**TRY IT:**
Select the lines of the records containing the word "bool" and list them.

**DATASET RECORDS:**
// Copyright (c) 2025-2026 Adrian Robinson. Licensed under the AGPL-3.0.
// See LICENSE file in the project root for full license text.

//! Quality tier derivation and the adaptive parameter table.
//!
//! # Example
//!
//! ```
//! use offline_resilience::connection::{ConnectionSnapshot, EffectiveType, NetworkSignals, Quality, QualityThresholds};
//!
//! let signals = NetworkSignals {
//!     effective_type: EffectiveType::FourG,
//!     rtt_ms: 40,
//!     ..Default::default()
//! };
//! let snapshot = ConnectionSnapshot::from_signals(&signals, &QualityThresholds::default());
//! assert_eq!(snapshot.quality, Quality::Fast);
//! assert_eq!(snapshot.adaptive_settings().batch_size, 50);
//! ```

use serde::{Deserialize, Serialize};
use std::fmt;
use std::str::FromStr;
use std::time::Duration;

/// Bandwidth class reported by the host platform.
#[derive(Debug, Clone, Copy, PartialEq, Eq, Hash, Default, Serialize, Deserialize)]
pub enum EffectiveType {
    #[serde(rename = "slow-2g")]
    Slow2g,
    #[serde(rename = "2g")]
    TwoG,
    #[serde(rename = "3g")]
    ThreeG,
    #[serde(rename = "4g")]
    FourG,
    #[default]
    #[serde(rename = "unknown")]
    Unknown,
}

impl EffectiveType {
    #[must_use]
    pub fn as_str(&self) -> &'static str {
        match self {
            Self::Slow2g => "slow-2g",
            Self::TwoG => "2g",
            Self::ThreeG => "3g",
            Self::FourG => "4g",
            Self::Unknown => "unknown",
        }
    }
}

impl fmt::Display for EffectiveType {
    fn fmt(&self, f: &mut fmt::Formatter<'_>) -> fmt::Result {
        f.write_str(self.as_str())
    }
}

impl FromStr for EffectiveType {
    type Err = std::convert::Infallible;

    /// Unrecognised labels map to `Unknown`, never an error.
    fn from_str(s: &str) -> Result<Self, Self::Err> {
        Ok(match s.trim().to_ascii_lowercase().as_str() {
            "slow-2g" => Self::Slow2g,
            "2g" => Self::TwoG,
            "3g" => Self::ThreeG,
            "4g" => Self::FourG,
            _ => Self::Unknown,
        })
    }
}

/// Raw, unprocessed readings from a [`NetworkSignalSource`](super::NetworkSignalSource).
#[derive(Debug, Clone, PartialEq, Serialize, Deserialize)]
pub struct NetworkSignals {
    pub online: bool,
    pub effective_type: EffectiveType,
    pub downlink_mbps: f64,
    pub rtt_ms: u32,
    pub save_data: bool,
}

impl Default for NetworkSignals {
    fn default() -> Self {
        Self {
            online: true,
            effective_type: EffectiveType::Unknown,
            downlink_mbps: 0.0,
            rtt_ms: 0,
            save_data: false,
        }
    }
}

impl NetworkSignals {
    #[must_use]
    pub fn offline() -> Self {
        Self {
            online: false,
            ..Default::default()
        }
    }
}

/// Discrete connection tier, ordered by severity.
#[derive(Debug, Clone, Copy, PartialEq, Eq, Hash, PartialOrd, Ord, Serialize, Deserialize)]
#[serde(rename_all = "snake_case")]
pub enum Quality {
    Fast = 0,
    Moderate = 1,
    Slow = 2,
    Offline = 3,
}

impl fmt::Display for Quality {
    fn fmt(&self, f: &mut fmt::Formatter<'_>) -> fmt::Result {
        match self {
            Self::Fast => write!(f, "fast"),
            Self::Moderate => write!(f, "moderate"),
            Self::Slow => write!(f, "slow"),
            Self::Offline => write!(f, "offline"),
        }
    }
}

/// RTT cut-offs used for `4g` and unknown bandwidth classes.
#[derive(Debug, Clone, Copy, PartialEq, Eq)]
pub struct QualityThresholds {
    /// RTT strictly below this is fast
    pub fast_rtt_ms: u32,
    /// RTT strictly below this (and not fast) is moderate
    pub moderate_rtt_ms: u32,
}

impl Default for QualityThresholds {
    fn default() -> Self {
        Self {
            fast_rtt_ms: 100,
            moderate_rtt_ms: 300,
        }
    }
}

/// Classify raw signals, first matching rule wins.
#[must_use]
pub fn derive_quality(signals: &NetworkSignals, thresholds: &QualityThresholds) -> Quality {
    if !signals.online {
        return Quality::Offline;
    }
    match signals.effective_type {
        EffectiveType::FourG if signals.rtt_ms < thresholds.fast_rtt_ms => Quality::Fast,
        EffectiveType::FourG | EffectiveType::ThreeG => Quality::Moderate,
        EffectiveType::TwoG | EffectiveType::Slow2g => Quality::Slow,
        EffectiveType::Unknown => match signals.rtt_ms {
            rtt if rtt < thresholds.fast_rtt_ms => Quality::Fast,
            rtt if rtt < thresholds.moderate_rtt_ms => Quality::Moderate,
            _ => Quality::Slow,
        },
    }
}

/// Derived view of the network, recomputed on every signal change.
#[derive(Debug, Clone, PartialEq, Serialize)]
pub struct ConnectionSnapshot {
    pub online: bool,
    pub effective_type: EffectiveType,
    pub downlink_mbps: f64,
    pub rtt_ms: u32,
    pub save_data: bool,
    pub quality: Quality,
}

impl ConnectionSnapshot {
    #[must_use]
    pub fn from_signals(signals: &NetworkSignals, thresholds: &QualityThresholds) -> Self {
        Self {
            online: signals.online,
            effective_type: signals.effective_type,
            downlink_mbps: signals.downlink_mbps,
            rtt_ms: signals.rtt_ms,
            save_data: signals.save_data,
            quality: derive_quality(signals, thresholds),
        }
    }

    #[must_use]
    pub fn adaptive_settings(&self) -> AdaptiveSettings {
        AdaptiveSettings::for_quality(self.quality, self.save_data)
    }
}

#[derive(Debug, Clone, Copy, PartialEq, Eq, Hash, Serialize)]
#[serde(rename_all = "snake_case")]
pub enum ImageQuality {
    High,
    Medium,
    Low,
}

/// Parameters the rest of the application reads synchronously.
#[derive(Debug, Clone, Copy, PartialEq, Eq, Serialize)]
pub struct AdaptiveSettings {
    pub request_timeout: Duration,
    pub batch_size: usize,
    pub image_quality: ImageQuality,
    pub animations_enabled: bool,
    pub prefetch_enabled: bool,
}

impl AdaptiveSettings {
    /// Offline uses the slow row; the data-saver preference turns off
    /// animations and prefetch at every tier.
    #[must_use]
    pub fn for_quality(quality: Quality, save_data: bool) -> Self {
        let (request_timeout, batch_size, image_quality) = match quality {
            Quality::Fast => (Duration::from_secs(5), 50, ImageQuality::High),
            Quality::Moderate => (Duration::from_secs(10), 25, ImageQuality::Medium),
            Quality::Slow | Quality::Offline => (Duration::from_secs(15), 10, ImageQuality::Low),
        };
        let rich = !save_data && quality < Quality::Slow;
        Self {
            request_timeout,
            batch_size,
            image_quality,
            animations_enabled: rich,
            prefetch_enabled: rich,
        }
    }
}

#[cfg(test)]
mod tests {
    use super::*;

    fn signals(effective_type: EffectiveType, rtt_ms: u32) -> NetworkSignals {
        NetworkSignals {
            effective_type,
            rtt_ms,
            ..Default::default()
        }
    }

    fn quality(s: &NetworkSignals) -> Quality {
        derive_quality(s, &QualityThresholds::default())
    }

    #[test]
    fn test_offline_wins_over_everything() {
        let s = NetworkSignals {
            online: false,
            ..signals(EffectiveType::FourG, 10)
        };
        assert_eq!(quality(&s), Quality::Offline);
    }

    #[test]
    fn test_effective_type_rules() {
        assert_eq!(quality(&signals(EffectiveType::FourG, 99)), Quality::Fast);
        assert_eq!(quality(&signals(EffectiveType::FourG, 100)), Quality::Moderate);
        assert_eq!(quality(&signals(EffectiveType::ThreeG, 20)), Quality::Moderate);
        assert_eq!(quality(&signals(EffectiveType::TwoG, 20)), Quality::Slow);
        assert_eq!(quality(&signals(EffectiveType::Slow2g, 20)), Quality::Slow);
    }

    #[test]
    fn test_unknown_type_falls_back_to_rtt() {
        assert_eq!(quality(&signals(EffectiveType::Unknown, 50)), Quality::Fast);
        assert_eq!(quality(&signals(EffectiveType::Unknown, 100)), Quality::Moderate);
        assert_eq!(quality(&signals(EffectiveType::Unknown, 299)), Quality::Moderate);
        assert_eq!(quality(&signals(EffectiveType::Unknown, 300)), Quality::Slow);
    }

    #[test]
    fn test_custom_thresholds() {
        let thresholds = QualityThresholds {
            fast_rtt_ms: 50,
            moderate_rtt_ms: 150,
        };
        let s = signals(EffectiveType::Unknown, 120);
        assert_eq!(derive_quality(&s, &thresholds), Quality::Moderate);
        let s = signals(EffectiveType::Unknown, 160);
        assert_eq!(derive_quality(&s, &thresholds), Quality::Slow);
    }

    #[test]
    fn test_adaptive_settings_monotonic_in_severity() {
        let tiers = [Quality::Fast, Quality::Moderate, Quality::Slow, Quality::Offline];
        for pair in tiers.windows(2) {
            let better = AdaptiveSettings::for_quality(pair[0], false);
            let worse = AdaptiveSettings::for_quality(pair[1], false);
            assert!(worse.request_timeout >= better.request_timeout);
            assert!(worse.batch_size <= better.batch_size);
        }
    }

    #[test]
    fn test_adaptive_settings_table() {
        let fast = AdaptiveSettings::for_quality(Quality::Fast, false);
        assert_eq!(fast.request_timeout, Duration::from_secs(5));
        assert_eq!(fast.image_quality, ImageQuality::High);
        assert!(fast.animations_enabled && fast.prefetch_enabled);

        let slow = AdaptiveSettings::for_quality(Quality::Slow, false);
        assert_eq!(slow.batch_size, 10);
        assert_eq!(slow.image_quality, ImageQuality::Low);
        assert!(!slow.animations_enabled && !slow.prefetch_enabled);

        let saver = AdaptiveSettings::for_quality(Quality::Fast, true);
        assert_eq!(saver.batch_size, 50);
        assert!(!saver.animations_enabled && !saver.prefetch_enabled);
    }

    #[test]
    fn test_effective_type_parsing() {
        assert_eq!("4g".parse::<EffectiveType>().unwrap(), EffectiveType::FourG);
        assert_eq!("SLOW-2G".parse::<EffectiveType>().unwrap(), EffectiveType::Slow2g);
        assert_eq!("5g".parse::<EffectiveType>().unwrap(), EffectiveType::Unknown);
        assert_eq!(EffectiveType::TwoG.to_string(), "2g");
    }

    #[test]
    fn test_signals_deserialize_from_host_json() {
        let s: NetworkSignals = serde_json::from_str(
            r#"{"online":true,"effective_type":"3g","downlink_mbps":1.5,"rtt_ms":250,"save_data":false}"#,
        )
        .unwrap();
        assert_eq!(s.effective_type, EffectiveType::ThreeG);
        assert_eq!(quality(&s), Quality::Moderate);
    }
}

**RESPONSE:**
    pub online: bool,
    pub save_data: bool,
    pub online: bool,
    pub save_data: bool,
    pub animations_enabled: bool,
    pub prefetch_enabled: bool,
    pub fn for_quality(quality: Quality, save_data: bool) -> Self {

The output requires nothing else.